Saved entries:
◇ ◇ ◇ ◇

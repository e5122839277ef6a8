use async_trait::async_trait;
use thiserror::Error;
use uuid::Uuid;

use crate::domain::{account::Account, email::Email, role::Role};

// AccountStore port trait and errors
#[derive(Debug, Error)]
pub enum AccountStoreError {
    #[error("Account already exists")]
    AccountAlreadyExists,
    #[error("Account not found")]
    AccountNotFound,
    #[error("Unexpected error: {0}")]
    UnexpectedError(String),
}

impl PartialEq for AccountStoreError {
    fn eq(&self, other: &Self) -> bool {
        match (self, other) {
            (Self::AccountAlreadyExists, Self::AccountAlreadyExists) => true,
            (Self::AccountNotFound, Self::AccountNotFound) => true,
            (Self::UnexpectedError(_), Self::UnexpectedError(_)) => true,
            _ => false,
        }
    }
}

/// Persistence port for account records of a single role.
///
/// Mutations are read-modify-write: callers load an [`Account`], drive
/// its domain methods, and hand the result back to `save`.
#[async_trait]
pub trait AccountStore: Send + Sync {
    async fn add_account(&self, account: Account) -> Result<(), AccountStoreError>;
    async fn find_by_email(&self, email: &Email) -> Result<Account, AccountStoreError>;
    async fn find_by_id(&self, id: Uuid) -> Result<Account, AccountStoreError>;
    async fn save(&self, account: &Account) -> Result<(), AccountStoreError>;
}

/// One store per role, selected by the role tag carried in requests and
/// token claims. Keeps role dispatch in one place instead of scattering
/// role switches across every handler.
#[derive(Debug, Clone)]
pub struct AccountStores<S> {
    users: S,
    admins: S,
}

impl<S: AccountStore> AccountStores<S> {
    pub fn new(users: S, admins: S) -> Self {
        Self { users, admins }
    }

    pub fn for_role(&self, role: Role) -> &S {
        match role {
            Role::User => &self.users,
            Role::Admin => &self.admins,
        }
    }
}
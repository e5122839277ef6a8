pub mod in_memory_account_store;
pub mod postgres_account_store;
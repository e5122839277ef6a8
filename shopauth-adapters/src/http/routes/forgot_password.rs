use axum::{extract::State, http::StatusCode, response::IntoResponse, Json};
use secrecy::Secret;
use serde::{Deserialize, Serialize};
use shopauth_application::RequestPasswordResetUseCase;
use shopauth_core::{AccountStore, Email, EmailClient, PasswordHasher};

use super::error::AuthApiError;
use crate::http::AppState;

/// The one response every reset request gets, registered or not.
const RESET_ACK_MESSAGE: &str =
    "If that email address is registered, a password reset link has been sent.";

#[derive(Debug, Deserialize)]
pub struct ForgotPasswordRequest {
    pub email: Secret<String>,
}

#[derive(Debug, Serialize)]
pub struct ForgotPasswordResponse {
    pub message: String,
}

#[tracing::instrument(name = "Forgot password", skip_all, fields(role = %state.role))]
pub async fn forgot_password<S, H, E>(
    State(state): State<AppState<S, H, E>>,
    Json(request): Json<ForgotPasswordRequest>,
) -> Result<impl IntoResponse, AuthApiError>
where
    S: AccountStore + Clone + 'static,
    H: PasswordHasher + Clone + 'static,
    E: EmailClient + Clone + 'static,
{
    let email = Email::try_from(request.email)?;

    let use_case = RequestPasswordResetUseCase::new(
        state.stores.clone(),
        state.reset_tokens.clone(),
        state.email_client.clone(),
    );
    use_case.execute(state.role, &email).await?;

    Ok((
        StatusCode::OK,
        Json(ForgotPasswordResponse {
            message: RESET_ACK_MESSAGE.to_string(),
        }),
    ))
}
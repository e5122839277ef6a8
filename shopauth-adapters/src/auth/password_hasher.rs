use argon2::password_hash::{rand_core, PasswordHasher as _, SaltString};
use argon2::{Algorithm, Argon2, Params, PasswordVerifier, Version};
use secrecy::{ExposeSecret, Secret};
use shopauth_core::{Password, PasswordHash, PasswordHasher, PasswordHasherError};

use crate::config::constants::{ARGON2_ITERATIONS, ARGON2_MEMORY_KIB, ARGON2_PARALLELISM};

/// Argon2id hasher with the cost parameters from `config::constants`.
///
/// Hashing and verification are CPU-heavy on purpose, so both run on
/// the blocking pool rather than stalling the request executor.
#[derive(Debug, Clone, Copy, Default)]
pub struct Argon2PasswordHasher;

fn argon2() -> Result<Argon2<'static>, String> {
    let params = Params::new(ARGON2_MEMORY_KIB, ARGON2_ITERATIONS, ARGON2_PARALLELISM, None)
        .map_err(|e| e.to_string())?;
    Ok(Argon2::new(Algorithm::Argon2id, Version::V0x13, params))
}

#[async_trait::async_trait]
impl PasswordHasher for Argon2PasswordHasher {
    #[tracing::instrument(name = "Computing password hash", skip_all)]
    async fn hash(&self, password: &Password) -> Result<PasswordHash, PasswordHasherError> {
        let password = password.as_ref().clone();
        let current_span = tracing::Span::current();

        let result = tokio::task::spawn_blocking(move || {
            current_span.in_scope(|| {
                let salt = SaltString::generate(rand_core::OsRng);
                argon2()?
                    .hash_password(password.expose_secret().as_bytes(), &salt)
                    .map(|hash| PasswordHash::new(Secret::from(hash.to_string())))
                    .map_err(|e| e.to_string())
            })
        })
        .await
        .map_err(|e| PasswordHasherError::HashingFailed(e.to_string()))?;

        result.map_err(PasswordHasherError::HashingFailed)
    }

    #[tracing::instrument(name = "Verifying password hash", skip_all)]
    async fn verify(&self, candidate: &Secret<String>, stored: &PasswordHash) -> bool {
        if candidate.expose_secret().is_empty() {
            return false;
        }

        let candidate = candidate.clone();
        let stored = stored.expose().to_string();
        let current_span = tracing::Span::current();

        tokio::task::spawn_blocking(move || {
            current_span.in_scope(|| {
                let Ok(expected) = argon2::PasswordHash::new(&stored) else {
                    return false;
                };
                let Ok(hasher) = argon2() else {
                    return false;
                };
                hasher
                    .verify_password(candidate.expose_secret().as_bytes(), &expected)
                    .is_ok()
            })
        })
        .await
        .unwrap_or(false)
    }
}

◇ ◇ ◇ ◇

WHAT IS NEEDED:
Each line above that contains "registered" must be copied out.

EXPECTED ANSWER:
/// The one response every reset request gets, registered or not.
    "If that email address is registered, a password reset link has been sent.";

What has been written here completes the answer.